How to improve RECIST

RECIST can be improved by the following:

  1. 3D Volume assessment. Considering the entire 3D tumor volume can significantly improve quantitative assessment accuracy. Volume represents tumor size better than the longest axis and is a better indicator of tumor growth (or shrinkage).
  2. 3D shape assessment. The 3D tumor shape can be considered when volume does not change from scan to scan. For example, morphometric analysis can be applied to determine shape change between an ellipsoid and sphere shaped tumor sharing the same volume.
  3. Intensity profile assessment. Image intensity changes are known to indicate tumor necrosis. This manifests as intensity profile changes from scan to scan (i.e., consider a histogram of intensity values throughout a tumor). Statistical changes in intensity values across the entire tumor can indicate tumor activity (i.e., growing, necrosis, stability, etc.)
  4. Density and mass assessment. Tumor density and mass may also indicate tumor activity.
  5. Include all tumors. A patient having dozens of lung nodules may better be assessed by considering the total tumor burden if all tumors are assessed en masse.

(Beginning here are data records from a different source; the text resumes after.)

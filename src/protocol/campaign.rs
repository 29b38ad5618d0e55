//! Campaign creation payloads
//!
//! Note: Sendy has been known to ignore `list_ids` when a campaign is created
//! through the API. The field is still sent as given.

use std::collections::HashMap;
use typed_builder::TypedBuilder;

use crate::error::SendyError;
use crate::protocol::form::FormFields;

/// Campaign metadata for `/api/campaigns/create.php`
#[derive(TypedBuilder, Debug, PartialEq, Default)]
pub struct CampaignOptions {
	/// Sender name, required
	#[builder(default, setter(into, strip_option))]
	pub from_name: Option<String>,

	/// Sender email, required
	#[builder(default, setter(into, strip_option))]
	pub from_email: Option<String>,

	/// Reply-to address, required
	#[builder(default, setter(into, strip_option))]
	pub reply_to: Option<String>,

	/// Internal campaign title
	#[builder(default, setter(into, strip_option))]
	pub title: Option<String>,

	/// Email subject, required
	#[builder(default, setter(into, strip_option))]
	pub subject: Option<String>,

	/// Comma separated list IDs; the configured list is used when absent
	#[builder(default, setter(into, strip_option))]
	pub list_ids: Option<String>,

	/// Comma separated segment IDs
	#[builder(default, setter(into, strip_option))]
	pub segment_ids: Option<String>,

	/// Comma separated list IDs to exclude
	#[builder(default, setter(into, strip_option))]
	pub exclude_list_ids: Option<String>,

	/// Comma separated segment IDs to exclude
	#[builder(default, setter(into, strip_option))]
	pub exclude_segments_ids: Option<String>,

	/// Brand the campaign belongs to, required when sending
	#[builder(default, setter(into, strip_option))]
	pub brand_id: Option<String>,

	/// Query string appended to links
	#[builder(default, setter(into, strip_option))]
	pub query_string: Option<String>,

	/// 0 disables open tracking, 1 enables it, 2 anonymises it
	#[builder(default, setter(strip_option))]
	pub track_opens: Option<u8>,

	/// 0 disables click tracking, 1 enables it, 2 anonymises it
	#[builder(default, setter(strip_option))]
	pub track_clicks: Option<u8>,

	/// Schedule date and time, e.g. `June 15, 2024 6:05pm`
	#[builder(default, setter(into, strip_option))]
	pub schedule_date_time: Option<String>,

	/// Timezone for the schedule, e.g. `America/New_York`
	#[builder(default, setter(into, strip_option))]
	pub schedule_timezone: Option<String>,

	/// Fields not covered above
	#[builder(default)]
	pub additional_fields: HashMap<String, String>,
}

/// Campaign body
#[derive(TypedBuilder, Debug, PartialEq, Default)]
pub struct CampaignContent {
	/// HTML version, required
	#[builder(default, setter(into, strip_option))]
	pub html_text: Option<String>,

	/// Plain text version
	#[builder(default, setter(into, strip_option))]
	pub plain_text: Option<String>,
}

fn require(fields: &FormFields, field: &'static str) -> Result<(), SendyError> {
	match fields.get(field) {
		Some(v) if !v.is_empty() => Ok(()),
		_ => Err(SendyError::ValidationError(field)),
	}
}

impl CampaignOptions {
	/// Validate and flatten options and content into one form.
	///
	/// Named options take precedence over `additional_fields`, and a required
	/// field may come from either. Required fields are checked in the order
	/// `from_name`, `from_email`, `reply_to`, `subject`, `html_text`, then
	/// `brand_id` when `send` is set.
	///
	/// # Errors
	///
	/// `SendyError::ValidationError` naming the first missing field.
	pub fn into_form(
		self,
		content: CampaignContent,
		send: bool,
		default_list_ids: &str,
	) -> Result<FormFields, SendyError> {
		let mut fields = FormFields::new();
		fields.extend(self.additional_fields);

		let named = [
			("from_name", self.from_name),
			("from_email", self.from_email),
			("reply_to", self.reply_to),
			("title", self.title),
			("subject", self.subject),
			("list_ids", self.list_ids),
			("segment_ids", self.segment_ids),
			("exclude_list_ids", self.exclude_list_ids),
			("exclude_segments_ids", self.exclude_segments_ids),
			("brand_id", self.brand_id),
			("query_string", self.query_string),
			("track_opens", self.track_opens.map(|v| v.to_string())),
			("track_clicks", self.track_clicks.map(|v| v.to_string())),
			("schedule_date_time", self.schedule_date_time),
			("schedule_timezone", self.schedule_timezone),
			("html_text", content.html_text),
			("plain_text", content.plain_text),
		];
		fields.extend(named.into_iter().filter_map(|(k, v)| v.map(|v| (k, v))));

		for field in ["from_name", "from_email", "reply_to", "subject", "html_text"] {
			require(&fields, field)?;
		}
		if send {
			require(&fields, "brand_id")?;
		}

		fields.insert_if_empty("list_ids", default_list_ids);
		fields.insert("send_campaign", if send { "1" } else { "0" });

		Ok(fields)
	}
}
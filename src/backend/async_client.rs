use reqwest::Client;
use reqwest::header::CONTENT_TYPE;
use url::Url;
use crate::backend::traits::*;
use crate::config::{Config, REQUEST_TIMEOUT};
use crate::error::SendyError;

/// Non-blocking transport over a shared `reqwest` client
pub struct ReqwestTransport {
	inner: Client,
}

impl ReqwestTransport {
	pub fn new(options: &Config) -> Result<ReqwestTransport, SendyError> {
		let client = Client::builder()
			.timeout(REQUEST_TIMEOUT);

		let client = if let Some(ref proxy) = options.proxy_config {
			client.proxy(reqwest::Proxy::all(proxy.url()?)?)
		} else {
			client
		};

		let client = if let Some(ref tls) = options.tls_settings {
			let ca_data = std::fs::read(std::fs::canonicalize(tls.ca_path.as_str())?)?;
			client.add_root_certificate(reqwest::Certificate::from_pem(&ca_data)?)
		} else {
			client
		};

		Ok(ReqwestTransport {
			inner: client.build()?,
		})
	}
}

#[maybe_async::async_impl]
impl Transport for ReqwestTransport {
	async fn post_form(&self, url: Url, body: String) -> Result<ResponseData, SendyError> {
		let response = self
			.inner
			.post(url)
			.header(CONTENT_TYPE, "application/x-www-form-urlencoded")
			.body(body)
			.send()
			.await?;

		if !response.status().is_success() {
			return Err(SendyError::HttpError(format!(
				"Status: {}",
				response.status()
			)));
		}

		let status_code = response.status().as_u16();
		let body = response.bytes().await?;
		Ok(ResponseData::new(body, status_code))
	}
}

What is required to implement RECIST improvements clinically?

The RECIST improvements described above are impeded by the following barriers:

  1. 3D image segmentation. Delineation of tumor boundaries in 3D is required in order to assess the tumor volume and shape. 3D tumor segmentation could be performed manually by a wide variety of software tools but introduce operator error and time constraints that impede clinical utility. Furthermore, these tools are often difficult to use.
  2. Automatic 3D image segmentation. To eliminate operator error and relieve time constraints, automatic tumor segmentation is required in a clinical environment. However, automatic image segmentation algorithms are very difficult to design and build and are generally unreliable in practice.
  3. Practical assessment software. Even if tumors could be segmented automatically, practical assessment software that is easy to use needs to exist. This software would enable the radiologist to select all tumors and view their changes longitudinally across a wide variety of characteristics.
  4. Correlating research to clinical outcome. Clinical research needs to be performed to correlate volume, intensity, shape, density, and mass changes to clinical outcome.